Splits the file into chunks with some overlap on each side it does something like 300token chunks with a 25token overlap this is done by loading the model tokeniser via the huggiface python library and using the huggingface chunker (this happens locally).
I send each chunk to my local ollama instance that converts it to a semantic vector (just another local docker container)
I then delete all semantic vectors in chromadb for that file and create new entries for the updated file.
If /sydney is contained within the file it sends a message to the matrix chat as the user saying "read and follow the instructions provided by the /sydney command" the agent manager will then get this message and pass it off to an agent to handle. All this happens locally.

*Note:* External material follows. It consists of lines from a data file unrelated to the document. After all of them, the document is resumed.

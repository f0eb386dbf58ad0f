//! Overdue fines: calculation and payment

use chrono::NaiveDate;
use rust_decimal::Decimal;

use crate::{
    config::LoansConfig,
    error::{AppError, AppResult},
    models::loan::{money, FineEstimate, PaymentOutcome, PaymentRejection},
    repository::Repository,
};

/// Maximum number of simultaneously open loans per user
pub const BORROWING_LIMIT: i64 = 3;
/// Days a book may be held before fines accrue
pub const LENDING_PERIOD_DAYS: i64 = 14;
/// Fine per whole day past the lending period
pub const FINE_PER_DAY: Decimal = Decimal::TEN;

/// Lending rules applied by the loan, fine and report services
#[derive(Debug, Clone, Copy, PartialEq, Eq)]
pub struct LoanPolicy {
    pub borrowing_limit: i64,
    pub lending_period_days: i64,
    pub fine_per_day: Decimal,
}

impl Default for LoanPolicy {
    fn default() -> Self {
        Self {
            borrowing_limit: BORROWING_LIMIT,
            lending_period_days: LENDING_PERIOD_DAYS,
            fine_per_day: FINE_PER_DAY,
        }
    }
}

impl From<&LoansConfig> for LoanPolicy {
    fn from(config: &LoansConfig) -> Self {
        Self {
            borrowing_limit: config.borrowing_limit,
            lending_period_days: config.lending_period_days,
            fine_per_day: config.fine_per_day,
        }
    }
}

impl LoanPolicy {
    /// Calendar days between borrowing and `as_of`
    pub fn days_held(borrow_date: NaiveDate, as_of: NaiveDate) -> i64 {
        (as_of - borrow_date).num_days()
    }

    /// Whole days past the lending period, never negative
    pub fn overdue_days(&self, borrow_date: NaiveDate, as_of: NaiveDate) -> i64 {
        (Self::days_held(borrow_date, as_of) - self.lending_period_days).max(0)
    }

    pub fn is_overdue(&self, borrow_date: NaiveDate, as_of: NaiveDate) -> bool {
        self.overdue_days(borrow_date, as_of) > 0
    }

    /// Fine owed for a loan borrowed on `borrow_date`, evaluated at `as_of`
    pub fn fine(&self, borrow_date: NaiveDate, as_of: NaiveDate) -> Decimal {
        money(Decimal::from(self.overdue_days(borrow_date, as_of)) * self.fine_per_day)
    }
}

/// Fine under the standard policy
pub fn calculate_fine(borrow_date: NaiveDate, as_of: NaiveDate) -> Decimal {
    LoanPolicy::default().fine(borrow_date, as_of)
}

#[derive(Clone)]
pub struct FinesService {
    repository: Repository,
    policy: LoanPolicy,
}

impl FinesService {
    pub fn new(repository: Repository, policy: LoanPolicy) -> Self {
        Self { repository, policy }
    }

    /// Mark a loan's fine as paid.
    ///
    /// Only loans carrying a positive fine can be paid; paying an already
    /// paid fine succeeds without changes.
    pub async fn pay_fine(&self, record_id: &str) -> AppResult<PaymentOutcome> {
        let mut uow = self.repository.begin().await?;

        let found = uow.lock_loan(record_id).await?;
        let record = match found {
            Some(record) => record,
            None => {
                uow.rollback().await?;
                return Ok(PaymentOutcome::Rejected(PaymentRejection::UnknownLoan));
            }
        };

        if record.fine <= Decimal::ZERO {
            uow.rollback().await?;
            tracing::info!("Fine payment declined for loan {}: no fine due", record_id);
            return Ok(PaymentOutcome::Rejected(PaymentRejection::NoFineDue));
        }

        if record.fine_paid {
            uow.rollback().await?;
            return Ok(PaymentOutcome::Paid(record));
        }

        let paid = record.mark_fine_paid();
        if !uow.update_loan(&paid).await? {
            return Err(AppError::Storage(format!(
                "Loan record {} vanished during fine payment",
                record_id
            )));
        }
        uow.commit().await?;

        tracing::info!("Fine of {} paid for loan {}", paid.fine, record_id);
        Ok(PaymentOutcome::Paid(paid))
    }

    /// Fine for a loan as of `as_of`; the settled fine once returned
    pub async fn estimate(&self, record_id: &str, as_of: NaiveDate) -> AppResult<FineEstimate> {
        let mut uow = self.repository.begin().await?;
        let record = uow
            .find_loan(record_id)
            .await?
            .ok_or_else(|| AppError::NotFound(format!("Loan record {} not found", record_id)))?;
        uow.rollback().await?;

        let estimate = match record.return_date {
            Some(returned) => FineEstimate {
                record_id: record.id,
                as_of: returned,
                days_held: LoanPolicy::days_held(record.borrow_date, returned),
                fine: record.fine,
            },
            None => FineEstimate {
                days_held: LoanPolicy::days_held(record.borrow_date, as_of),
                fine: self.policy.fine(record.borrow_date, as_of),
                record_id: record.id,
                as_of,
            },
        };
        Ok(estimate)
    }
}

#[cfg(test)]
mod tests {
    use super::*;
    use crate::{
        models::{book::CreateBook, user::User, Book, LoanRecord},
        repository::{memory::MemoryStore, Store},
    };
    use rstest::rstest;

    fn date(y: i32, m: u32, d: u32) -> NaiveDate {
        NaiveDate::from_ymd_opt(y, m, d).unwrap()
    }

    #[rstest]
    #[case::within_period(date(2024, 1, 1), date(2024, 1, 10), Decimal::ZERO)]
    #[case::last_free_day(date(2024, 1, 1), date(2024, 1, 15), Decimal::ZERO)]
    #[case::first_fined_day(date(2024, 1, 1), date(2024, 1, 16), Decimal::from(10))]
    #[case::five_days_late(date(2024, 1, 1), date(2024, 1, 20), Decimal::from(50))]
    #[case::same_day(date(2024, 1, 1), date(2024, 1, 1), Decimal::ZERO)]
    #[case::across_leap_day(date(2024, 2, 1), date(2024, 3, 1), Decimal::from(150))]
    #[case::as_of_before_borrow(date(2024, 1, 10), date(2024, 1, 1), Decimal::ZERO)]
    fn test_calculate_fine(
        #[case] borrowed: NaiveDate,
        #[case] as_of: NaiveDate,
        #[case] expected: Decimal,
    ) {
        assert_eq!(calculate_fine(borrowed, as_of), expected);
    }

    #[rstest]
    #[case::no_fine(date(2024, 1, 10), "0.00")]
    #[case::five_days(date(2024, 1, 20), "50.00")]
    fn test_fine_has_two_decimal_places(#[case] as_of: NaiveDate, #[case] expected: &str) {
        assert_eq!(calculate_fine(date(2024, 1, 1), as_of).to_string(), expected);
    }

    #[test]
    fn test_custom_policy() {
        let policy = LoanPolicy {
            borrowing_limit: 5,
            lending_period_days: 7,
            fine_per_day: Decimal::new(250, 2),
        };
        assert_eq!(policy.fine(date(2024, 1, 1), date(2024, 1, 11)), Decimal::new(750, 2));
        assert!(policy.is_overdue(date(2024, 1, 1), date(2024, 1, 9)));
        assert!(!policy.is_overdue(date(2024, 1, 1), date(2024, 1, 8)));
    }

    async fn store_with_loan(fine: Decimal, fine_paid: bool) -> MemoryStore {
        let store = MemoryStore::new();
        let mut uow = store.begin().await.unwrap();
        uow.insert_user(&User {
            id: "U001".to_string(),
            name: "Reader".to_string(),
            contact: None,
            membership_date: None,
            username: "reader".to_string(),
            password_hash: String::new(),
        })
        .await
        .unwrap();
        uow.insert_book(&Book::new(
            "B001".to_string(),
            CreateBook {
                isbn: "9780000000001".to_string(),
                title: "Book".to_string(),
                author: "Author".to_string(),
                genre: None,
            },
        ))
        .await
        .unwrap();
        let record = LoanRecord {
            fine_paid,
            ..LoanRecord::open(
                "R001".to_string(),
                "U001".to_string(),
                "B001".to_string(),
                date(2024, 1, 1),
            )
            .close(date(2024, 1, 20), fine)
        };
        uow.insert_loan(&record).await.unwrap();
        uow.commit().await.unwrap();
        store
    }

    async fn stored_loan(store: &MemoryStore) -> LoanRecord {
        let mut uow = store.begin().await.unwrap();
        uow.find_loan("R001").await.unwrap().unwrap()
    }

    #[tokio::test]
    async fn test_pay_zero_fine_is_declined() {
        let store = store_with_loan(Decimal::ZERO, false).await;
        let service = FinesService::new(Repository::memory(store.clone()), LoanPolicy::default());

        let outcome = service.pay_fine("R001").await.unwrap();

        assert_eq!(outcome, PaymentOutcome::Rejected(PaymentRejection::NoFineDue));
        assert!(!stored_loan(&store).await.fine_paid);
    }

    #[tokio::test]
    async fn test_pay_fine_marks_paid() {
        let store = store_with_loan(Decimal::from(50), false).await;
        let service = FinesService::new(Repository::memory(store.clone()), LoanPolicy::default());

        let outcome = service.pay_fine("R001").await.unwrap();

        assert!(matches!(outcome, PaymentOutcome::Paid(ref r) if r.fine_paid));
        assert!(stored_loan(&store).await.fine_paid);
    }

    #[tokio::test]
    async fn test_pay_fine_twice_is_idempotent() {
        let store = store_with_loan(Decimal::from(50), true).await;
        let service = FinesService::new(Repository::memory(store.clone()), LoanPolicy::default());

        let outcome = service.pay_fine("R001").await.unwrap();

        assert!(matches!(outcome, PaymentOutcome::Paid(ref r) if r.fine_paid));
    }

    #[tokio::test]
    async fn test_pay_unknown_loan() {
        let service = FinesService::new(Repository::memory(MemoryStore::new()), LoanPolicy::default());
        assert_eq!(
            service.pay_fine("R404").await.unwrap(),
            PaymentOutcome::Rejected(PaymentRejection::UnknownLoan)
        );
    }

    #[tokio::test]
    async fn test_estimate_of_returned_loan_is_settled_fine() {
        let store = store_with_loan(Decimal::from(50), false).await;
        let service = FinesService::new(Repository::memory(store), LoanPolicy::default());

        let estimate = service.estimate("R001", date(2024, 6, 1)).await.unwrap();

        assert_eq!(estimate.as_of, date(2024, 1, 20));
        assert_eq!(estimate.days_held, 19);
        assert_eq!(estimate.fine, Decimal::from(50));
    }
}
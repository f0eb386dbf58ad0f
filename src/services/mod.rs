//! Business logic services

pub mod books;
pub mod fines;
pub mod ids;
pub mod loans;
pub mod reports;
pub mod users;

use crate::{error::AppResult, repository::Repository};

use self::fines::LoanPolicy;

/// Container for all services
#[derive(Clone)]
pub struct Services {
    pub books: books::BooksService,
    pub users: users::UsersService,
    pub loans: loans::LoansService,
    pub fines: fines::FinesService,
    pub reports: reports::ReportsService,
    repository: Repository,
}

impl Services {
    /// Create all services with the given repository
    pub fn new(repository: Repository, policy: LoanPolicy) -> Self {
        Self {
            books: books::BooksService::new(repository.clone()),
            users: users::UsersService::new(repository.clone()),
            loans: loans::LoansService::new(repository.clone(), policy),
            fines: fines::FinesService::new(repository.clone(), policy),
            reports: reports::ReportsService::new(repository.clone(), policy),
            repository,
        }
    }

    /// Open and discard a unit of work to prove the store is reachable
    pub async fn check_store(&self) -> AppResult<()> {
        self.repository.begin().await?.rollback().await
    }
}
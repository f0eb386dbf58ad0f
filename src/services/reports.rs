//! Read-only reporting queries

use chrono::NaiveDate;
use rust_decimal::Decimal;

use crate::{
    error::AppResult,
    models::{
        book::BookQuery,
        loan::{money, LoanQuery, OverdueLoan},
        report::ReportSummary,
        user::UserQuery,
        Book, LoanRecord,
    },
    repository::Repository,
};

use super::fines::LoanPolicy;

#[derive(Clone)]
pub struct ReportsService {
    repository: Repository,
    policy: LoanPolicy,
}

impl ReportsService {
    pub fn new(repository: Repository, policy: LoanPolicy) -> Self {
        Self { repository, policy }
    }

    /// Books currently on the shelf
    pub async fn available_books(&self) -> AppResult<Vec<Book>> {
        let mut uow = self.repository.begin().await?;
        let books = uow
            .list_books(&BookQuery {
                available: Some(true),
                search: None,
            })
            .await?;
        uow.rollback().await?;
        Ok(books)
    }

    /// Open loan records
    pub async fn borrowed(&self) -> AppResult<Vec<LoanRecord>> {
        let mut uow = self.repository.begin().await?;
        let records = uow.list_loans(&LoanQuery::open_loans()).await?;
        uow.rollback().await?;
        Ok(records)
    }

    /// Open loans past the lending period on `as_of`, with the fine they
    /// would carry if returned that day
    pub async fn overdue(&self, as_of: NaiveDate) -> AppResult<Vec<OverdueLoan>> {
        let open = self.borrowed().await?;
        Ok(self.overdue_among(open, as_of))
    }

    fn overdue_among(&self, open: Vec<LoanRecord>, as_of: NaiveDate) -> Vec<OverdueLoan> {
        open.into_iter()
            .filter(|record| self.policy.is_overdue(record.borrow_date, as_of))
            .map(|record| OverdueLoan {
                days_overdue: self.policy.overdue_days(record.borrow_date, as_of),
                current_fine: self.policy.fine(record.borrow_date, as_of),
                record,
            })
            .collect()
    }

    pub async fn summary(&self, as_of: NaiveDate) -> AppResult<ReportSummary> {
        let mut uow = self.repository.begin().await?;
        let books = uow.list_books(&BookQuery::default()).await?;
        let users = uow.list_users(&UserQuery::default()).await?;
        let records = uow.list_loans(&LoanQuery::default()).await?;
        uow.rollback().await?;

        let unpaid_fines = money(
            records
                .iter()
                .filter(|r| !r.is_open() && !r.fine_paid)
                .map(|r| r.fine)
                .sum::<Decimal>(),
        );
        let open: Vec<LoanRecord> = records.into_iter().filter(LoanRecord::is_open).collect();

        Ok(ReportSummary {
            total_books: books.len() as i64,
            available_books: books.iter().filter(|b| b.available).count() as i64,
            total_users: users.len() as i64,
            open_loans: open.len() as i64,
            overdue_loans: self.overdue_among(open, as_of).len() as i64,
            unpaid_fines,
        })
    }
}

#[cfg(test)]
mod tests {
    use super::*;
    use crate::{
        models::{book::CreateBook, user::CreateUser},
        repository::memory::MemoryStore,
        services::{books::BooksService, loans::LoansService, users::UsersService},
    };

    fn date(y: i32, m: u32, d: u32) -> NaiveDate {
        NaiveDate::from_ymd_opt(y, m, d).unwrap()
    }

    /// Three books, one user; B001 lent on Jan 1, B002 lent on Jan 10,
    /// B003 lent and returned five days late
    async fn library() -> (ReportsService, LoansService) {
        let repository = Repository::memory(MemoryStore::new());
        let books = BooksService::new(repository.clone());
        for title in ["Emma", "Persuasion", "Sanditon"] {
            books
                .create(CreateBook {
                    isbn: "9780141439587".to_string(),
                    title: title.to_string(),
                    author: "Jane Austen".to_string(),
                    genre: None,
                })
                .await
                .unwrap();
        }
        UsersService::new(repository.clone())
            .create(CreateUser {
                name: "Reader".to_string(),
                contact: None,
                membership_date: None,
                username: "reader".to_string(),
                password: "secret".to_string(),
            })
            .await
            .unwrap();

        let loans = LoansService::new(repository.clone(), LoanPolicy::default());
        loans.borrow("U001", "B003", date(2023, 12, 1)).await.unwrap();
        loans.return_loan("R001", date(2023, 12, 20)).await.unwrap();
        loans.borrow("U001", "B001", date(2024, 1, 1)).await.unwrap();
        loans.borrow("U001", "B002", date(2024, 1, 10)).await.unwrap();

        (ReportsService::new(repository, LoanPolicy::default()), loans)
    }

    #[tokio::test]
    async fn test_available_and_borrowed() {
        let (reports, _) = library().await;

        let available = reports.available_books().await.unwrap();
        let borrowed = reports.borrowed().await.unwrap();

        assert_eq!(available.iter().map(|b| b.id.as_str()).collect::<Vec<_>>(), ["B003"]);
        assert_eq!(
            borrowed.iter().map(|r| r.book_id.as_str()).collect::<Vec<_>>(),
            ["B001", "B002"]
        );
    }

    #[tokio::test]
    async fn test_overdue_carries_live_fine() {
        let (reports, _) = library().await;

        let overdue = reports.overdue(date(2024, 1, 20)).await.unwrap();

        assert_eq!(overdue.len(), 1);
        assert_eq!(overdue[0].record.book_id, "B001");
        assert_eq!(overdue[0].days_overdue, 5);
        assert_eq!(overdue[0].current_fine, Decimal::from(50));
    }

    #[tokio::test]
    async fn test_overdue_is_not_persisted() {
        let (reports, loans) = library().await;

        reports.overdue(date(2024, 3, 1)).await.unwrap();

        assert_eq!(loans.get("R002").await.unwrap().fine, Decimal::ZERO);
    }

    #[tokio::test]
    async fn test_summary() {
        let (reports, _) = library().await;

        let summary = reports.summary(date(2024, 1, 20)).await.unwrap();

        assert_eq!(
            summary,
            ReportSummary {
                total_books: 3,
                available_books: 1,
                total_users: 1,
                open_loans: 2,
                overdue_loans: 1,
                unpaid_fines: Decimal::from(50),
            }
        );
    }
}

My ai agent is a separate component (just another docker container, with the notes dir mounted as a volume) using pi which uses an LLM via remote api (openrouters). I have a custom tool for that agent where the agent can write a text search that returns the top n most semantically similar chunks of text (along with some metadata notably the filename and line numbers where this chunk came from). The vectors are never seen by the LLM they exists purely for the search ranking. The agent also has file editing capabilities so it can then go read that file or modify that file like any coding agent. The agent also has a tool to send messages via matrix.

I have a service that watches a specific matrix chat and if a message is recieved does 1 of 2 things: Option 1: if an agent is already running it will pass the message into the existing agent as a user message. Option 2: if no agent is running it will start a new agent instance and pass the message into the agent as the user message. This agent manager service is the same docker image that runs the agent. This is the same docker container that runs the agent when the agent finishes running it takes and final agent output and sends that to the matrix chat as the agents matrix user.

I got an agent to write all this code so its probably dodgy as shit with all sorts of security holes hence I haven't published it on github (security through obscurity etc etc lol).

I also have a searxng instance running accessible to the agent via MCP. And I have a chrome MCP allowing the agent to do things from inside a virtual chrome browser.